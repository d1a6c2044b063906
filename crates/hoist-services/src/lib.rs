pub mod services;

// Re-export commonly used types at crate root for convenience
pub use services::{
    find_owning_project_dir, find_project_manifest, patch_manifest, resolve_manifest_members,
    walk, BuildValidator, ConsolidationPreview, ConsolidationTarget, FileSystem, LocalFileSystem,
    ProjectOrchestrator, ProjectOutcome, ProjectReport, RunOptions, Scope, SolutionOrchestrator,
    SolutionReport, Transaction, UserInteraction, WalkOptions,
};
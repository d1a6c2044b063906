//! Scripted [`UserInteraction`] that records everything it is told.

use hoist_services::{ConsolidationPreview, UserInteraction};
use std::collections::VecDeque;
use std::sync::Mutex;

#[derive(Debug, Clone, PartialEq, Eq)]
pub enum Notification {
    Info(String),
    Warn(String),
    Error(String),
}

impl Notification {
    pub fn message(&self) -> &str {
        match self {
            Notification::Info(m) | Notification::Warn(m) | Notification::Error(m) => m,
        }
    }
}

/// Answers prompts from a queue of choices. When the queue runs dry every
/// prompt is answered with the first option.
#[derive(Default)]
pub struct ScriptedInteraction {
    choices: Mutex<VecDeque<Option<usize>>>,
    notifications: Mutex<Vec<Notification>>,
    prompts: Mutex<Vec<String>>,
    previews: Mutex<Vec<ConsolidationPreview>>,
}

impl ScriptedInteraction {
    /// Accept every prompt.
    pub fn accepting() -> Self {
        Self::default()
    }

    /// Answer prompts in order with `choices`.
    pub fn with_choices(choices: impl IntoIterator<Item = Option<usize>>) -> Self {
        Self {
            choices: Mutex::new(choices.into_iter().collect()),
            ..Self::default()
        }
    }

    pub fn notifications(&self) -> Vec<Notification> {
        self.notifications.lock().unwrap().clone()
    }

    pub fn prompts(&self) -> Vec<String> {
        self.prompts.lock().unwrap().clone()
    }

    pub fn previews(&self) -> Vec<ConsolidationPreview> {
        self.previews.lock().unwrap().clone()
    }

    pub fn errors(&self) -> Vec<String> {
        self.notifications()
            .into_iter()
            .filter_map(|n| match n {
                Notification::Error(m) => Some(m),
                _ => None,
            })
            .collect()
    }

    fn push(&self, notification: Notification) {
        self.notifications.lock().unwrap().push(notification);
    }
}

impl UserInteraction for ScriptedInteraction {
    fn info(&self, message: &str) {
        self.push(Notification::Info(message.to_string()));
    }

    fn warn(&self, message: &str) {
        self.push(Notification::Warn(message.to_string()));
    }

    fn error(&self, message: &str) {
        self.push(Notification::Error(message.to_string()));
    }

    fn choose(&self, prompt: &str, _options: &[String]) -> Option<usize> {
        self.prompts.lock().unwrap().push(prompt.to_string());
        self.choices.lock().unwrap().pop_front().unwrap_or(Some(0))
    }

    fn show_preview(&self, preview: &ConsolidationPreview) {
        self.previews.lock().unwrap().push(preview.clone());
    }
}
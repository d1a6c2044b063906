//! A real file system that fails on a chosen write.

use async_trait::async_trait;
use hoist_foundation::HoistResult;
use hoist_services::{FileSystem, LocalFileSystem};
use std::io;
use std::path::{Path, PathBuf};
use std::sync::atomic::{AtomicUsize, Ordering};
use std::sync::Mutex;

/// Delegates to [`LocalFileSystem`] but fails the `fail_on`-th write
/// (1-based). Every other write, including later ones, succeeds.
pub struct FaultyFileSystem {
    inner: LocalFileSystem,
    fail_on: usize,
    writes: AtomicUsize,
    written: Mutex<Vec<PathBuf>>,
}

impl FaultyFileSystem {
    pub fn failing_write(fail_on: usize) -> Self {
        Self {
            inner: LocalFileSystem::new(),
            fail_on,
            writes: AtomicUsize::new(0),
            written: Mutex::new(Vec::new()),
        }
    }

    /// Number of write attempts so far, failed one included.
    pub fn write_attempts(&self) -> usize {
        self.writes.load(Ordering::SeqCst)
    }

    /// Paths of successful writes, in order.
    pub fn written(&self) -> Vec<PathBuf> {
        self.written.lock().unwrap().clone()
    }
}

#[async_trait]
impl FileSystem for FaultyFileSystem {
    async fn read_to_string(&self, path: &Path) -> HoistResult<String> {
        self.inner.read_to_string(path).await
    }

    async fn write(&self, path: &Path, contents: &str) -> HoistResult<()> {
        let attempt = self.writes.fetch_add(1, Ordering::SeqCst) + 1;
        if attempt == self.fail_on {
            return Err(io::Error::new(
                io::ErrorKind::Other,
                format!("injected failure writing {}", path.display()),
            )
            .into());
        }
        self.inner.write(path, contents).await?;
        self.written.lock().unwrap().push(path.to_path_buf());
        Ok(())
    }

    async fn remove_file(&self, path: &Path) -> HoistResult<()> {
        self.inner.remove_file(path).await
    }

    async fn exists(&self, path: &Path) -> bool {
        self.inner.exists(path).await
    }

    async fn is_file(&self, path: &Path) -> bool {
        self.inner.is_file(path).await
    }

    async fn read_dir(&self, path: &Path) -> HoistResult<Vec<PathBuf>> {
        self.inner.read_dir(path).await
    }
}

##############################

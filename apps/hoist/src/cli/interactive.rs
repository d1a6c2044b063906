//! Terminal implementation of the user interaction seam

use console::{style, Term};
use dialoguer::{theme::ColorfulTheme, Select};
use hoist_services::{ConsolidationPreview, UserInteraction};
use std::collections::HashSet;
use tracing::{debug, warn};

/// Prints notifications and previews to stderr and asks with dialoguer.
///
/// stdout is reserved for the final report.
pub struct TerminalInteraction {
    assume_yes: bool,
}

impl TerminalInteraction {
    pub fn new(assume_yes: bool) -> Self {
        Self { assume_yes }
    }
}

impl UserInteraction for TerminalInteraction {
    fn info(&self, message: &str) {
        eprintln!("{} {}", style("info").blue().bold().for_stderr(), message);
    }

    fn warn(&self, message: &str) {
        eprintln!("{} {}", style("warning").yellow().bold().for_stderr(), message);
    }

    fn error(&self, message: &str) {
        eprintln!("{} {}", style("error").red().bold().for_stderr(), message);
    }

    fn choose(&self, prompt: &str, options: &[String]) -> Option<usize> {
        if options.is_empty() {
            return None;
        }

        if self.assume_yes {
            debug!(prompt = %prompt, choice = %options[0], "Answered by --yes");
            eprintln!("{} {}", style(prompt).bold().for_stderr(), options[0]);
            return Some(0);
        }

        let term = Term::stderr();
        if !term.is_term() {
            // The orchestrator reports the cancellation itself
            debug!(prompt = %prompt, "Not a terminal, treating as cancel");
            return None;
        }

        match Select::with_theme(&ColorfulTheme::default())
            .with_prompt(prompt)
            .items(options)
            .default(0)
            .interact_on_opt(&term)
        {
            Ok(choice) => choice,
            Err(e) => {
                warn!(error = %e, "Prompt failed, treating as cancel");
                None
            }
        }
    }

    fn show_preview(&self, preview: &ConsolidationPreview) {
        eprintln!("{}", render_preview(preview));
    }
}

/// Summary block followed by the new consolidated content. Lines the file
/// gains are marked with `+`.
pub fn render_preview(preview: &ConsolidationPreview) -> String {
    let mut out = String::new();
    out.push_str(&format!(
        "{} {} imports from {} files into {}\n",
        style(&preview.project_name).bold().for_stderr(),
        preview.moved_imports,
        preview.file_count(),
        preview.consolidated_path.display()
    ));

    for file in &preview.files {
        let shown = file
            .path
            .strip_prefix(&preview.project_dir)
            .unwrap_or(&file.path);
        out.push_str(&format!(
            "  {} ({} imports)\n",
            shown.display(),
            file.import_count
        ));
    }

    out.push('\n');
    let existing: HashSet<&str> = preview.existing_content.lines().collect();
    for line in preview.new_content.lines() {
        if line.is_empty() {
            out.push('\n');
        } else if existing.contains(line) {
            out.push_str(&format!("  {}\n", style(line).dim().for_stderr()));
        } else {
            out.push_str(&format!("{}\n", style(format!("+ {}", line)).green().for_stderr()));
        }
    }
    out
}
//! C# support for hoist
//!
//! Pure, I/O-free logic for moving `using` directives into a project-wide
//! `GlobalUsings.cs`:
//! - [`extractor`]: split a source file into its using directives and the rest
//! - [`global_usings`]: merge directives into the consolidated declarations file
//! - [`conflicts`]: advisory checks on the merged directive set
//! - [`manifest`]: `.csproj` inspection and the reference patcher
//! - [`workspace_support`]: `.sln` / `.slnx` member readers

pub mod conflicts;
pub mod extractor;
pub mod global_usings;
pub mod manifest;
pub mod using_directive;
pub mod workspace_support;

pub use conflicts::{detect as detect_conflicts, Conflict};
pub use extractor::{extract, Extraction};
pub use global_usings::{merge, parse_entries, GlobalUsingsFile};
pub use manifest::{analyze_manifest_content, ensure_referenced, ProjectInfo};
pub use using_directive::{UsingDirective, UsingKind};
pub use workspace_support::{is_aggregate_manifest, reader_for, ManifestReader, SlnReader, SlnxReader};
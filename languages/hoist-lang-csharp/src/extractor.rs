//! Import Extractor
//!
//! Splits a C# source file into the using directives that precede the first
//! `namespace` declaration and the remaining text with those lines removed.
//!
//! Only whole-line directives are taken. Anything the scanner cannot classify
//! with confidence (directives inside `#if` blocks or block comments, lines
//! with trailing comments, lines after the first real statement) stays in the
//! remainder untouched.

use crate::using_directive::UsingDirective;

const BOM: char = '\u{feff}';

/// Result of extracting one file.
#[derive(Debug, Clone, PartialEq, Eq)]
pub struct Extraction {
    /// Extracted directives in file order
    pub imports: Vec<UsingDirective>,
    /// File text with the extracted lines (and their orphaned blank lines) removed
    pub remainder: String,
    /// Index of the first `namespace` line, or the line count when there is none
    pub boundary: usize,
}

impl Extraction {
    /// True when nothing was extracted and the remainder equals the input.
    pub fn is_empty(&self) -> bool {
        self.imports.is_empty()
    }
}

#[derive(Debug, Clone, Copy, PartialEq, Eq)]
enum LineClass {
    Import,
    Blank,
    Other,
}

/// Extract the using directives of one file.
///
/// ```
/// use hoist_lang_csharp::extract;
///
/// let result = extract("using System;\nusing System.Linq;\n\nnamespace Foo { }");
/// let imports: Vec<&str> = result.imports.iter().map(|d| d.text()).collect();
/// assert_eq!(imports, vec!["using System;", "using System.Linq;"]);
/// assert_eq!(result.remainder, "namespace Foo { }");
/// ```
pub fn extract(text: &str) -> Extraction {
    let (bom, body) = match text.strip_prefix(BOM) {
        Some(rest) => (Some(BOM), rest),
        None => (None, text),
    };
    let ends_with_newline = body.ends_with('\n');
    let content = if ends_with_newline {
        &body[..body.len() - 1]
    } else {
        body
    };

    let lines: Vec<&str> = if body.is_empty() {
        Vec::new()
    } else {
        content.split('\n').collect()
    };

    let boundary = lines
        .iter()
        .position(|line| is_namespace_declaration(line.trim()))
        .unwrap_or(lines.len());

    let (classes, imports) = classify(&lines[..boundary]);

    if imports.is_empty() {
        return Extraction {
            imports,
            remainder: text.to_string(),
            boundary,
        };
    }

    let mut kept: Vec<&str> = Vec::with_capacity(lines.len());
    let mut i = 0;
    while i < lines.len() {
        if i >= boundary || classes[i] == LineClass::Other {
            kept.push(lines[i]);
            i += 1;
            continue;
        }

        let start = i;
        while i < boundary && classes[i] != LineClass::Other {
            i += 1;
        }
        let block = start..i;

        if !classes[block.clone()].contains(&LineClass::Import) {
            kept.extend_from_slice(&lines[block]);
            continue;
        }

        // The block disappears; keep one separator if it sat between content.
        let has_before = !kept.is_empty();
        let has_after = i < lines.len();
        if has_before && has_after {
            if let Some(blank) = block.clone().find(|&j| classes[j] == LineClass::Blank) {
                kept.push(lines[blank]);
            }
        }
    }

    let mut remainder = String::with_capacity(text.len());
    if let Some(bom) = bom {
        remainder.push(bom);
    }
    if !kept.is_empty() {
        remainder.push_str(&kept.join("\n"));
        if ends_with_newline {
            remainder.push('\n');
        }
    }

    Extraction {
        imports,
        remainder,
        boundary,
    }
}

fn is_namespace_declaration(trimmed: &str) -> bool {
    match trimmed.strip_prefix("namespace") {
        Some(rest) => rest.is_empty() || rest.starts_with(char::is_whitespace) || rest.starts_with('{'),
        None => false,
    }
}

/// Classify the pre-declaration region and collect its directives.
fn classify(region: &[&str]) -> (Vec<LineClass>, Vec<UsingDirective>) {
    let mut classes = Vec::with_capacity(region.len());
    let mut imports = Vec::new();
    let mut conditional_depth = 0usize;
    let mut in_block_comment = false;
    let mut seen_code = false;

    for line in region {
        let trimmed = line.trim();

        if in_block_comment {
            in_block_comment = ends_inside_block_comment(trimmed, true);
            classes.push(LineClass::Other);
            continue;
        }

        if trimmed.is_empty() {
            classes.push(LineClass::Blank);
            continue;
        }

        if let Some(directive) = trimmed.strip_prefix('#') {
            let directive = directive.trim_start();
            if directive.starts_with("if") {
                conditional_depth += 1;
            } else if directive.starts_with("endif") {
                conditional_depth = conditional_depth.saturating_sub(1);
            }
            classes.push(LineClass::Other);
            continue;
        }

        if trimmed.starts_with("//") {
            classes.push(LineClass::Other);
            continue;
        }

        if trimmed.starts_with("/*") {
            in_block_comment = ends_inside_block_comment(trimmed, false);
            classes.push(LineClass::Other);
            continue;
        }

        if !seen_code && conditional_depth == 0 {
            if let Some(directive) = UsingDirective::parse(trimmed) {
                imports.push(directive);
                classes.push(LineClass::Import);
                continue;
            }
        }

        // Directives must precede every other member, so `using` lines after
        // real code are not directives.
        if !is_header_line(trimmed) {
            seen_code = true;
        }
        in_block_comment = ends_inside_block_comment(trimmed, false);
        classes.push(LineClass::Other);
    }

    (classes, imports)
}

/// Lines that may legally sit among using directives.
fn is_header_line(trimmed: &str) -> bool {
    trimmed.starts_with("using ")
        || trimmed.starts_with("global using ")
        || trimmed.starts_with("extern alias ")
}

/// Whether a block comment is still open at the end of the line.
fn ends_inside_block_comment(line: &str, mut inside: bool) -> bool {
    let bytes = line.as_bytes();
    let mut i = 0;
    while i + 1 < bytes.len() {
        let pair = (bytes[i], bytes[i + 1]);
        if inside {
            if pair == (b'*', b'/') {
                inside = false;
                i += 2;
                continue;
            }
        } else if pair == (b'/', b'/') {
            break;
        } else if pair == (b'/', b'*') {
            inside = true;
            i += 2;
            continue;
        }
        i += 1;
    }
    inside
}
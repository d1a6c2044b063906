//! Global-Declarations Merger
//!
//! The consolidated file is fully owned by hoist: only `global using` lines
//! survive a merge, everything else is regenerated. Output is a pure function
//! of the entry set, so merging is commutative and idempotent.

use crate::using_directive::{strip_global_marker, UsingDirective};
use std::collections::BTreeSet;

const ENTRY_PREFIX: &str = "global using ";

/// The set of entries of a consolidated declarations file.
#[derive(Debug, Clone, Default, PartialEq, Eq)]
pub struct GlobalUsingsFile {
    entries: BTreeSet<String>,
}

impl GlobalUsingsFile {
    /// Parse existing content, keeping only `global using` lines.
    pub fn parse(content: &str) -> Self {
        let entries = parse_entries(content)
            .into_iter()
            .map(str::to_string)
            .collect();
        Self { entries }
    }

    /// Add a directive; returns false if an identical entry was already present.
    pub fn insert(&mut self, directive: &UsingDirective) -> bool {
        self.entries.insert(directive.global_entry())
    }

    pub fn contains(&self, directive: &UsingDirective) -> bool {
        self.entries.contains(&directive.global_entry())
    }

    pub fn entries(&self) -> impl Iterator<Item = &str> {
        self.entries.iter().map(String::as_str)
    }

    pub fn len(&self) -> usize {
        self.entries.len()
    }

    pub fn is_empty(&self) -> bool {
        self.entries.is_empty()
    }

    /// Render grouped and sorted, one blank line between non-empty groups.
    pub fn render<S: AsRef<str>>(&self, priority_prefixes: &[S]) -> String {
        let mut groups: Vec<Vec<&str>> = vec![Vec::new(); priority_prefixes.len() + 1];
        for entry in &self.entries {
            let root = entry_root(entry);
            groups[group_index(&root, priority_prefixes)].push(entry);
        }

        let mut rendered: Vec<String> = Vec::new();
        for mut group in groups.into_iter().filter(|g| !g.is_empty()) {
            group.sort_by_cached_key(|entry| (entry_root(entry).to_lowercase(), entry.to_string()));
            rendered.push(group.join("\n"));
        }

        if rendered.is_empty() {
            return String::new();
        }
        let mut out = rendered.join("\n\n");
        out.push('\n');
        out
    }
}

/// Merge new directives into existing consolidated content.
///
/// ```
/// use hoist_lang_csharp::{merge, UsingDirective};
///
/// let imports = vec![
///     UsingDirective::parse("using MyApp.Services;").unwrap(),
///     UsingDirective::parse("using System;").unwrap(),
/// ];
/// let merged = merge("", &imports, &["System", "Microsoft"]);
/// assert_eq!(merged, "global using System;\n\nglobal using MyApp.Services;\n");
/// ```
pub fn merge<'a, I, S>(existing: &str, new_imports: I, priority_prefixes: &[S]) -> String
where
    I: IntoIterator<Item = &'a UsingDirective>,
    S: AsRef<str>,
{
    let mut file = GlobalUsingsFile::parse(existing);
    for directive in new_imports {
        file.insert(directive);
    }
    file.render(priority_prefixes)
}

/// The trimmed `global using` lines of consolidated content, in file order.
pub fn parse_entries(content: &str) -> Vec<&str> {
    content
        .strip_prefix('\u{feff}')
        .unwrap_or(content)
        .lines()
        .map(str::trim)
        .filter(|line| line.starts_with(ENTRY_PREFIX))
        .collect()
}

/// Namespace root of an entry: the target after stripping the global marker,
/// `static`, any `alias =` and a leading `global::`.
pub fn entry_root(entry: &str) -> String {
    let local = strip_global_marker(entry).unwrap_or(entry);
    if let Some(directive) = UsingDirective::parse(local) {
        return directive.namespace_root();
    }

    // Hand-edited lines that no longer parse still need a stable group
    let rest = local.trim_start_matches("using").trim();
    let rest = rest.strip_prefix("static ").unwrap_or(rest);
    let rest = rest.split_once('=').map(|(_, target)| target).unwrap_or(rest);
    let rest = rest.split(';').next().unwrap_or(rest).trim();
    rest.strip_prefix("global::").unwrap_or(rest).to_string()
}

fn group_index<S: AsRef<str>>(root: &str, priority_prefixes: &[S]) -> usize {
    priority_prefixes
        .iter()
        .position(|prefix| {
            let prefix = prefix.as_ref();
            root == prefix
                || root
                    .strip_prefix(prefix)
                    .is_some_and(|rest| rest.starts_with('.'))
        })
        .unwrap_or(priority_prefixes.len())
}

##############################

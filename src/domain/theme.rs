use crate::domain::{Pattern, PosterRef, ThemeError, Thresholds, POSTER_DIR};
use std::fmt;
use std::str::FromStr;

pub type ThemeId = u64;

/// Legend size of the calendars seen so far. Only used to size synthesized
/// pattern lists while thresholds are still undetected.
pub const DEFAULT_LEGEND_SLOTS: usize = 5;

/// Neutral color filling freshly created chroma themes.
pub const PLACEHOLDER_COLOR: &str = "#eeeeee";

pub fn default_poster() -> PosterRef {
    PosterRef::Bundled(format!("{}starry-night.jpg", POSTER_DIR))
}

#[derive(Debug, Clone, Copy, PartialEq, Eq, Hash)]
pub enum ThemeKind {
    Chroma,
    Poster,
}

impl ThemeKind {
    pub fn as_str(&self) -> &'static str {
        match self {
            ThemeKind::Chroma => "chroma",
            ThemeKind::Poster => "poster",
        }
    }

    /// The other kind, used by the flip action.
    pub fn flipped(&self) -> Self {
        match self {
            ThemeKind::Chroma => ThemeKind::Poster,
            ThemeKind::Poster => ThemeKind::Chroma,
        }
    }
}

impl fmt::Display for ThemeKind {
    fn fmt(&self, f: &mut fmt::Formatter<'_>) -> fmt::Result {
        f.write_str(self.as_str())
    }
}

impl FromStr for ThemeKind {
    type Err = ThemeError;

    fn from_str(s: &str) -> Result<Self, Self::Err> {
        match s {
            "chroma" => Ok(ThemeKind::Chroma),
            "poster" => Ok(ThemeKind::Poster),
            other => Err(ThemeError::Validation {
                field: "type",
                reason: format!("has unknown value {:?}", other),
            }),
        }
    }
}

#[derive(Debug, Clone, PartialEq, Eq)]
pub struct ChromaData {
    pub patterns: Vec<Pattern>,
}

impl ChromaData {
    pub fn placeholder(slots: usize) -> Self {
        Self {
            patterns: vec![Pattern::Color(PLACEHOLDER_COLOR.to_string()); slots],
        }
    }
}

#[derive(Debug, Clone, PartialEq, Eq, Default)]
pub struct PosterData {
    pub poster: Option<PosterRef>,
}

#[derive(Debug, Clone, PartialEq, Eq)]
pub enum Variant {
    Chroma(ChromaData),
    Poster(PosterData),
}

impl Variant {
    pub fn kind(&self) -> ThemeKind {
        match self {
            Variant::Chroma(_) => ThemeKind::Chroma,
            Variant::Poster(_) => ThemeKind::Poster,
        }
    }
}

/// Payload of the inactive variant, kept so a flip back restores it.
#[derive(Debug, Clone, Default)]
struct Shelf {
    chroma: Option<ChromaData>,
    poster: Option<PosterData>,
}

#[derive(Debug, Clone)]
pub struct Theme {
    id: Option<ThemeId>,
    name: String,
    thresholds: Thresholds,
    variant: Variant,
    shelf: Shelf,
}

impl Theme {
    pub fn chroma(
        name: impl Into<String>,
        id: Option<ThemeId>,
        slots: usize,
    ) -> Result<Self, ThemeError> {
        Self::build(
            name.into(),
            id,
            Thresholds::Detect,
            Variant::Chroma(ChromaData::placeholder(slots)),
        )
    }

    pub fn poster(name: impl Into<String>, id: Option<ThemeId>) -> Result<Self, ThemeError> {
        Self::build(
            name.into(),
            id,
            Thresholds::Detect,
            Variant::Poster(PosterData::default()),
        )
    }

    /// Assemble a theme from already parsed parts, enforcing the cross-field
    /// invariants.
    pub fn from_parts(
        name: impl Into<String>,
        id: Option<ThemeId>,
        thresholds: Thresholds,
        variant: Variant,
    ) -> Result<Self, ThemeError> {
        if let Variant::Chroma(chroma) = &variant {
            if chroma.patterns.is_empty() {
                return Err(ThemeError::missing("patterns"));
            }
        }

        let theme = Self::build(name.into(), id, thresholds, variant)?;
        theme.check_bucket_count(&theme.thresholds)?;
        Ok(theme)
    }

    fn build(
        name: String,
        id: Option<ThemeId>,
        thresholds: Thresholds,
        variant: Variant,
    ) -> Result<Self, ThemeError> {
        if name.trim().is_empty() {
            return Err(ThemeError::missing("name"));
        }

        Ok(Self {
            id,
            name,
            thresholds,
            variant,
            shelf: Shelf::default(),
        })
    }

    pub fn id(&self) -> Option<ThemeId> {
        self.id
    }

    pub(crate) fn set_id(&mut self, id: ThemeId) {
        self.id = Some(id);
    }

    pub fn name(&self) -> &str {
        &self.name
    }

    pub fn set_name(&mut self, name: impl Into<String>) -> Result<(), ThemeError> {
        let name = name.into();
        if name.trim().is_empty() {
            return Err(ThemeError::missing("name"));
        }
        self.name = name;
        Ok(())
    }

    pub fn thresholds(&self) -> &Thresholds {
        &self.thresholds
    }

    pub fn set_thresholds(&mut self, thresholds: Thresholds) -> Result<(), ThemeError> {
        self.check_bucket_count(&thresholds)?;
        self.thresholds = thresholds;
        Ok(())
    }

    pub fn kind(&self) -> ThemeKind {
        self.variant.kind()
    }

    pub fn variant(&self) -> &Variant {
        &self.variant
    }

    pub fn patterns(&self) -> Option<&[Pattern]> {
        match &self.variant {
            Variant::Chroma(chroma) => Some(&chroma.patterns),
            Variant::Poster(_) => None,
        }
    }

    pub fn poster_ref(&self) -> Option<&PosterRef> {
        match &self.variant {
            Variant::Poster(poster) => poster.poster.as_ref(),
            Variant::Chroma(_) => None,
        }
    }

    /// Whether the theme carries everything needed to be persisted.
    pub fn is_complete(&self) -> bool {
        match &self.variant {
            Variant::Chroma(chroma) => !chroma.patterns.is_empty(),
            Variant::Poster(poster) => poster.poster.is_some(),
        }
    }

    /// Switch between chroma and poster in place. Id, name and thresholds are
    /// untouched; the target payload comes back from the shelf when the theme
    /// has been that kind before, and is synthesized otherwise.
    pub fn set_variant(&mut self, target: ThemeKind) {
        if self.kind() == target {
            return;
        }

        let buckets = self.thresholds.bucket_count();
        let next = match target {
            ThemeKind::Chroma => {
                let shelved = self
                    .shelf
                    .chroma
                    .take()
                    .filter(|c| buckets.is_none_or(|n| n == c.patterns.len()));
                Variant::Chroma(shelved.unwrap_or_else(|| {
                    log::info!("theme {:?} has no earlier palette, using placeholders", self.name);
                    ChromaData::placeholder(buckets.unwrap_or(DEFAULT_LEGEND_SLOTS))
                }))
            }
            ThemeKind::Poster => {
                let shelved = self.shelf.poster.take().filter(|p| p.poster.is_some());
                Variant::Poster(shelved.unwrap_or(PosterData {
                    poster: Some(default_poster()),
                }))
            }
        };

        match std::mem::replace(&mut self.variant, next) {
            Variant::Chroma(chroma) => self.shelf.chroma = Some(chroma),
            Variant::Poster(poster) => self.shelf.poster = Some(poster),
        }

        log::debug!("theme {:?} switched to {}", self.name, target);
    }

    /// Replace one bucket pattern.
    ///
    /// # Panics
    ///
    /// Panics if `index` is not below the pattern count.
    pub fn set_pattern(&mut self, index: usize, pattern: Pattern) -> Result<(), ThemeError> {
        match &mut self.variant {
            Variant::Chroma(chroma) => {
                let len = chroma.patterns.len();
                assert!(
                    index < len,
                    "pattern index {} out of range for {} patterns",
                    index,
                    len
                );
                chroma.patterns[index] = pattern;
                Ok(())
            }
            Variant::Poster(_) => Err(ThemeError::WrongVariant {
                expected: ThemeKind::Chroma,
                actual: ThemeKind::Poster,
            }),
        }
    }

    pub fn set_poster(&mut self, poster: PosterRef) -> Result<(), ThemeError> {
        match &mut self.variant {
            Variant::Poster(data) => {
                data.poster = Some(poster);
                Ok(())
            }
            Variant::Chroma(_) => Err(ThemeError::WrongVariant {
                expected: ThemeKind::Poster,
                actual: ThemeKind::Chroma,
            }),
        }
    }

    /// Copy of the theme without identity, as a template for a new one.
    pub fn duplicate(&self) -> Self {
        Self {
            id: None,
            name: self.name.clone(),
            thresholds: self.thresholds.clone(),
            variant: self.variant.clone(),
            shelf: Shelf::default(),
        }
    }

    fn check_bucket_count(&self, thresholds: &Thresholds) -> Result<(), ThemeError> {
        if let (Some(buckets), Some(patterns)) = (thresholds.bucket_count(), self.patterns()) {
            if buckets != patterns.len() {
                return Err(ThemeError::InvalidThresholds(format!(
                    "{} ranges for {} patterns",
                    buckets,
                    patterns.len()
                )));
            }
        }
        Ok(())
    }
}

##############################

■ **Problem to work on**: Number of lines above containing the word "feff": state it and add nothing else.

■ **Exercise response**: 2